There’s a lot we don’t know, and I can’t quite tell if they’re deliberately constructed secrets, or overlooked plot-holes. Obviously, there are the real circumstances of the war, which the ASA claimed was for religious liberty and the USA claimed was to prevent religious extremism, but we don’t really know more than that. That’s just the beginning, though. We know that somebody is parachuting supplies into Kentucky, but who? That’s not just sending a care package in the mail: it would either be another country, or an extremely well-equipped group. Why is the President of the United States making broadcasts on the radio railing against the mainstream media? Is his grasp on power that weak? I hope it’s that, because otherwise the speeches on the radio were just exposition that the reader didn’t really need to put all of this together.
I notice there’s usually a rush in Boom! titles to get to the action, in part because so many of them are miniseries and don’t have the luxury of lying idle.
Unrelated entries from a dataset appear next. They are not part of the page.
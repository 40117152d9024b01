use std::time::Instant;

use ratatui::{
    layout::{Constraint, Direction, Layout, Position},
    style::{Color, Modifier, Style},
    text::{Line, Span},
    widgets::{Block, Borders, Paragraph, Wrap},
    Frame,
};
use unicode_width::UnicodeWidthStr;

use crate::core::composer::ComposerState;
use crate::core::constants::LOW_REMAINING_CHARS;
use crate::core::session::ChatSession;
use crate::ui::transcript_view::{build_lines, wrapped_height};

const MAX_INPUT_ROWS: u16 = 6;

/// View-only state the session knows nothing about.
#[derive(Debug, Clone)]
pub struct ViewState {
    /// Rows scrolled up from the bottom of the transcript.
    pub scroll_back: u16,
    pub pulse_start: Instant,
}

impl Default for ViewState {
    fn default() -> Self {
        Self {
            scroll_back: 0,
            pulse_start: Instant::now(),
        }
    }
}

impl ViewState {
    pub fn scroll_up(&mut self, rows: u16) {
        self.scroll_back = self.scroll_back.saturating_add(rows);
    }

    pub fn scroll_down(&mut self, rows: u16) {
        self.scroll_back = self.scroll_back.saturating_sub(rows);
    }

    pub fn follow_tail(&mut self) {
        self.scroll_back = 0;
    }
}

pub fn title_text(session: &ChatSession) -> String {
    format!(
        "Causerie v{} - {} • {}",
        env!("CARGO_PKG_VERSION"),
        session.composer().selected_model().unwrap_or("no model"),
        session.channel_mode().label()
    )
}

fn wrapped_input_lines(input: &str, width: u16) -> u16 {
    let width = usize::from(width.max(1));
    let rows: usize = input
        .split('\n')
        .map(|line| UnicodeWidthStr::width(line).div_ceil(width).max(1))
        .sum();
    rows.min(usize::from(u16::MAX)) as u16
}

fn input_rows(input: &str, width: u16) -> u16 {
    wrapped_input_lines(input, width).clamp(1, MAX_INPUT_ROWS)
}

fn input_title(state: ComposerState) -> &'static str {
    match state {
        ComposerState::Editing => "Enter send • Ctrl+J newline • Tab model • Ctrl+L log out • Esc quit",
        ComposerState::Sending => "Waiting for the reply (Esc to quit)",
        ComposerState::Disabled => "No model selected (Tab to pick one, Esc to quit)",
    }
}

fn counter(session: &ChatSession) -> Line<'static> {
    let composer = session.composer();
    let remaining = composer.remaining_chars();
    let style = if remaining < LOW_REMAINING_CHARS {
        Style::default().fg(Color::Red).add_modifier(Modifier::BOLD)
    } else {
        Style::default().fg(Color::DarkGray)
    };
    Line::from(Span::styled(
        format!(" {remaining}/{} ", composer.max_chars()),
        style,
    ))
    .right_aligned()
}

pub fn ui(f: &mut Frame, session: &ChatSession, view: &ViewState) {
    let area = f.area();
    let input_width = area.width.saturating_sub(2);
    let composer = session.composer();
    let notice_height = u16::from(session.notice().is_some());

    let chunks = Layout::default()
        .direction(Direction::Vertical)
        .constraints([
            Constraint::Min(0),
            Constraint::Length(notice_height),
            Constraint::Length(input_rows(composer.input(), input_width) + 2),
        ])
        .split(area);

    let lines = build_lines(session, view.pulse_start.elapsed());
    let available_height = chunks[0].height.saturating_sub(1);
    let total = wrapped_height(&lines, chunks[0].width) as u16;
    let max_offset = total.saturating_sub(available_height);
    let scroll_offset = max_offset.saturating_sub(view.scroll_back);

    let messages = Paragraph::new(lines)
        .block(Block::default().title(title_text(session)))
        .wrap(Wrap { trim: false })
        .scroll((scroll_offset, 0));
    f.render_widget(messages, chunks[0]);

    if let Some(notice) = session.notice() {
        let notice = Paragraph::new(Line::from(Span::styled(
            notice.to_string(),
            Style::default().fg(Color::Yellow),
        )));
        f.render_widget(notice, chunks[1]);
    }

    let state = composer.state();
    let input_style = match state {
        ComposerState::Editing => Style::default().fg(Color::Cyan),
        ComposerState::Sending | ComposerState::Disabled => Style::default().fg(Color::DarkGray),
    };
    let input_rows_visible = chunks[2].height.saturating_sub(2);
    let input_total = wrapped_input_lines(composer.input(), input_width);
    let input_scroll = input_total.saturating_sub(input_rows_visible);

    let input = Paragraph::new(composer.input())
        .style(input_style)
        .wrap(Wrap { trim: false })
        .scroll((input_scroll, 0))
        .block(
            Block::default()
                .borders(Borders::ALL)
                .title(input_title(state))
                .title(counter(session)),
        );
    f.render_widget(input, chunks[2]);

    if state == ComposerState::Editing {
        let last_line = composer.input().rsplit('\n').next().unwrap_or_default();
        let width = input_width.max(1);
        let column = (UnicodeWidthStr::width(last_line) as u16) % width;
        let row = input_total
            .saturating_sub(1)
            .saturating_sub(input_scroll)
            .min(input_rows_visible.saturating_sub(1));
        f.set_cursor_position(Position::new(
            chunks[2].x + 1 + column,
            chunks[2].y + 1 + row,
        ));
    }
}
That doesn’t appear to be a limitation for this series, and while it did move into action pretty quickly, it did at least feel like a logical progression of events. I liked that religion was set up as the reason for this conflict but it didn’t portray the characters as religious zealots. It would have been easy to fall back on the “toothless Appalachian primitive” stereotype, which it actually seems to be trying to undercut. The only element that felt out of place was the superdrug Blue Rock, which I guess makes its users into some kind of zombie. I’m not sure I see a need for that (apart from being a too-easy reference to the problems with drug addiction in rural America), but that could change.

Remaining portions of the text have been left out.